Na sessão anterior, o relator, des. Manuel Pascoal Nabuco Dávila proferiu voto denegando a segurança, sob o fundamento, dentre outros, de que a cobrança efetuada pelo Município de Estância pela instalação de postes de iluminação pública colocados pela impetrante no território do referido município é plenamente admissível, pois, segundo o magistrado, trata-se de tarifa ou preço público, de natureza administrativa, sendo possível ao município cobrar pela utilização de seu solo urbano.
Divergindo do relator, o des.
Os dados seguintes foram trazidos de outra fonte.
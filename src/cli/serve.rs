//-
// Copyright (c) 2026, Jason Lingle
//
// This file is part of Duomail.
//
// Duomail is free software: you can  redistribute it and/or modify it under the
// terms of  the GNU General Public  License as published by  the Free Software
// Foundation, either version  3 of the License, or (at  your option) any later
// version.
//
// Duomail is distributed  in the hope that  it will be useful,  but WITHOUT ANY
// WARRANTY; without  even the implied  warranty of MERCHANTABILITY  or FITNESS
// FOR  A PARTICULAR  PURPOSE.  See the  GNU General  Public  License for  more
// details.
//
// You should have received a copy of the GNU General Public License along with
// Duomail. If not, see <http://www.gnu.org/licenses/>.

use std::io;
use std::net::{TcpListener, TcpStream};
use std::path::Path;
use std::sync::Arc;

use log::{error, info, warn};

use super::main::ServeOptions;
use crate::account::directory::Directory;
use crate::support::error::Error;
use crate::support::log_prefix::LogPrefix;
use crate::support::system_config::SystemConfig;

// Need to use a this and not die! so that errors go to syslog/etc
macro_rules! fatal {
    ($ex:ident, $($stuff:tt)*) => {{
        error!($($stuff)*);
        crate::support::sysexits::$ex.exit()
    }}
}

pub(super) fn pop3(
    system_config: SystemConfig,
    root: &Path,
    options: &ServeOptions,
) {
    let directory = load_directory(&system_config, root);
    let mailbox_root = root.join(&system_config.storage.mailbox_dir);
    let listener = bind("pop3", options);

    accept_loop(&listener, move |stream, peer_name| {
        let write = stream.try_clone()?;
        crate::pop3::server::Server::new(
            Box::new(io::BufReader::new(stream)),
            Box::new(write),
            Arc::clone(&directory),
            mailbox_root.clone(),
            LogPrefix::new("pop3", peer_name),
        )
        .run()
    });
}

pub(super) fn smtp(
    system_config: SystemConfig,
    root: &Path,
    options: &ServeOptions,
) {
    let directory = load_directory(&system_config, root);
    let mailbox_root = root.join(&system_config.storage.mailbox_dir);
    let host_name = host_name(&system_config);
    let system_config = Arc::new(system_config);
    let listener = bind("smtp", options);

    accept_loop(&listener, move |stream, peer_name| {
        let write = stream.try_clone()?;
        crate::smtp::server::Server::new(
            Box::new(io::BufReader::new(stream)),
            Box::new(write),
            Arc::clone(&system_config),
            Arc::clone(&directory),
            mailbox_root.clone(),
            host_name.clone(),
            LogPrefix::new("smtp", peer_name),
        )
        .run()
    });
}

fn load_directory(system_config: &SystemConfig, root: &Path) -> Arc<Directory> {
    let users_file = root.join(&system_config.storage.users_file);
    match Directory::load(&users_file) {
        Ok(directory) => {
            info!(
                "Loaded {} address(es) from '{}'",
                directory.len(),
                users_file.display()
            );
            Arc::new(directory)
        }
        Err(e) => fatal!(
            EX_CONFIG,
            "Unable to read users file '{}': {}",
            users_file.display(),
            e
        ),
    }
}

fn bind(protocol: &str, options: &ServeOptions) -> TcpListener {
    match TcpListener::bind((options.address.as_str(), options.port)) {
        Ok(listener) => {
            info!(
                "{} waiting for connections on {}:{}",
                protocol, options.address, options.port
            );
            listener
        }
        Err(e) => fatal!(
            EX_OSERR,
            "Unable to listen on {}:{}: {}",
            options.address,
            options.port,
            e
        ),
    }
}

fn host_name(system_config: &SystemConfig) -> String {
    if !system_config.smtp.host_name.is_empty() {
        return system_config.smtp.host_name.clone();
    }

    let mut buf = [0u8; 256];
    let host_name_cstr =
        nix::unistd::gethostname(&mut buf).unwrap_or_else(|e| {
            fatal!(
                EX_OSERR,
                "Failed to determine host name; you may \
                 need to explicitly configure it: {}",
                e
            )
        });
    host_name_cstr
        .to_str()
        .unwrap_or_else(|_| fatal!(EX_OSERR, "System host name is not UTF-8"))
        .to_owned()
}

/// Accept connections forever, running `session` for each one on its own
/// thread.
fn accept_loop<F>(listener: &TcpListener, session: F)
where
    F: Fn(TcpStream, String) -> Result<(), Error> + Send + Sync + 'static,
{
    let session = Arc::new(session);

    loop {
        let (stream, origin) = match listener.accept() {
            Ok(accepted) => accepted,
            Err(e) => {
                warn!("Failed to accept connection: {}", e);
                continue;
            }
        };

        let peer_name = origin.to_string();
        info!("{} Connection established", peer_name);

        let session = Arc::clone(&session);
        std::thread::spawn(move || match session(stream, peer_name.clone()) {
            Ok(()) => info!("{} Normal client disconnect", peer_name),
            Err(e) => warn!("{} Abnormal client disconnect: {}", peer_name, e),
        });
    }
}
Cezário Siqueira Neto apresentou voto-vista no qual sustentou que, na realidade, os valores cobrados pelo Município de Estância não possuem natureza jurídica de preço público, configurando verdadeiro tributo, tanto pelo fato de não possuir a impetrante liberdade de escolha do local onde instalar seus equipamentos, a fim de satisfazer os interesses da sociedade, bem como por não possuir a atividade por ela desenvolvida natureza comercial ou industrial, mas de prestação de serviço público, sendo a instalação dos referidos postes parte integrante da infra-estrutura da cidade, pois são essenciais à qualidade de vida da população.
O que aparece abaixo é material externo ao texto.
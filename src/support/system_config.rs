//-
// Copyright (c) 2026, Jason Lingle
//
// This file is part of Duomail.
//
// Duomail is free software: you can  redistribute it and/or modify it under the
// terms of  the GNU General Public  License as published by  the Free Software
// Foundation, either version  3 of the License, or (at  your option) any later
// version.
//
// Duomail is distributed  in the hope that  it will be useful,  but WITHOUT ANY
// WARRANTY; without  even the implied  warranty of MERCHANTABILITY  or FITNESS
// FOR  A PARTICULAR  PURPOSE.  See the  GNU General  Public  License for  more
// details.
//
// You should have received a copy of the GNU General Public License along with
// Duomail. If not, see <http://www.gnu.org/licenses/>.

use std::fs;
use std::io;
use std::path::{Path, PathBuf};

use serde::{Deserialize, Serialize};

/// The system-wide configuration for Duomail.
///
/// This is stored in a file named `duomail.toml` under the data root (by
/// default, the directory the server is started in). The file is optional;
/// every field has a usable default.
#[derive(Clone, Debug, Deserialize, Serialize, Default)]
pub struct SystemConfig {
    /// Where the users file and mailboxes live.
    #[serde(default)]
    pub storage: StorageConfig,

    /// Configuration for the SMTP submission server.
    #[serde(default)]
    pub smtp: SmtpConfig,
}

#[derive(Clone, Debug, Deserialize, Serialize)]
#[serde(default)]
pub struct StorageConfig {
    /// The path to the users file, relative to the data root.
    ///
    /// Each line holds an address and a password, separated by a space.
    pub users_file: PathBuf,

    /// The directory holding one sub-directory per mailbox, relative to the
    /// data root.
    pub mailbox_dir: PathBuf,
}

impl Default for StorageConfig {
    fn default() -> Self {
        StorageConfig {
            users_file: "users.txt".into(),
            mailbox_dir: "mailbox".into(),
        }
    }
}

#[derive(Clone, Debug, Deserialize, Serialize)]
#[serde(default)]
pub struct SmtpConfig {
    /// The host name to report as in the greeting and HELO responses.
    ///
    /// If unset, the system host name is used.
    pub host_name: String,

    /// The name given in the response to QUIT.
    pub service_name: String,
}

impl Default for SmtpConfig {
    fn default() -> Self {
        SmtpConfig {
            host_name: String::new(),
            service_name: env!("CARGO_PKG_NAME").to_owned(),
        }
    }
}

#[derive(Debug, thiserror::Error)]
pub enum LoadError {
    #[error(transparent)]
    Io(#[from] io::Error),
    #[error(transparent)]
    Toml(#[from] toml::de::Error),
}

impl SystemConfig {
    /// Load the configuration from `path`.
    ///
    /// A missing file yields the default configuration.
    pub fn load(path: &Path) -> Result<Self, LoadError> {
        match fs::read(path) {
            Ok(data) => Ok(toml::from_slice(&data)?),
            Err(e) if io::ErrorKind::NotFound == e.kind() => {
                Ok(SystemConfig::default())
            }
            Err(e) => Err(e.into()),
        }
    }
}

#[cfg(test)]
mod test {
    use super::*;

    #[test]
    fn missing_file_is_default() {
        let dir = tempfile::TempDir::new().unwrap();
        let config = SystemConfig::load(&dir.path().join("duomail.toml"))
            .unwrap();
        assert_eq!(PathBuf::from("users.txt"), config.storage.users_file);
        assert_eq!(PathBuf::from("mailbox"), config.storage.mailbox_dir);
        assert_eq!("", config.smtp.host_name);
        assert_eq!("duomail", config.smtp.service_name);
    }

    #[test]
    fn partial_file() {
        let dir = tempfile::TempDir::new().unwrap();
        let path = dir.path().join("duomail.toml");
        fs::write(&path, "[smtp]\nhost_name = \"mx.example.com\"\n").unwrap();

        let config = SystemConfig::load(&path).unwrap();
        assert_eq!("mx.example.com", config.smtp.host_name);
        assert_eq!("duomail", config.smtp.service_name);
        assert_eq!(PathBuf::from("users.txt"), config.storage.users_file);
    }

    #[test]
    fn malformed_file() {
        let dir = tempfile::TempDir::new().unwrap();
        let path = dir.path().join("duomail.toml");
        fs::write(&path, "[smtp\n").unwrap();

        assert_matches!(Err(LoadError::Toml(_)), SystemConfig::load(&path));
    }
}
Ao concluir seu voto, o des. Cezário Siqueira considerou inexistente fato gerador que autorizasse a cobrança do tributo em face da impetrante, bem como julgou ser inadmissível a cobrança pelo uso de vias públicas, bem de uso comum do povo, que, por sua natureza, não pode ser objeto de negociação, em razão da instalação de postes de transmissão e distribuição de energia elétrica, considerando que a operação se realiza no interesse de toda a coletividade, tornando-se, segundo o magistrado, indiscutível a abusividade do ato da Administração, a ensejar a concessão da segurança.
Após o voto-vista, o des. Cezário Siqueira Neto foi acompanhado pelos demais desembargadores, vencido apenas o relator, sendo concedida a segurança por decisão majoritária.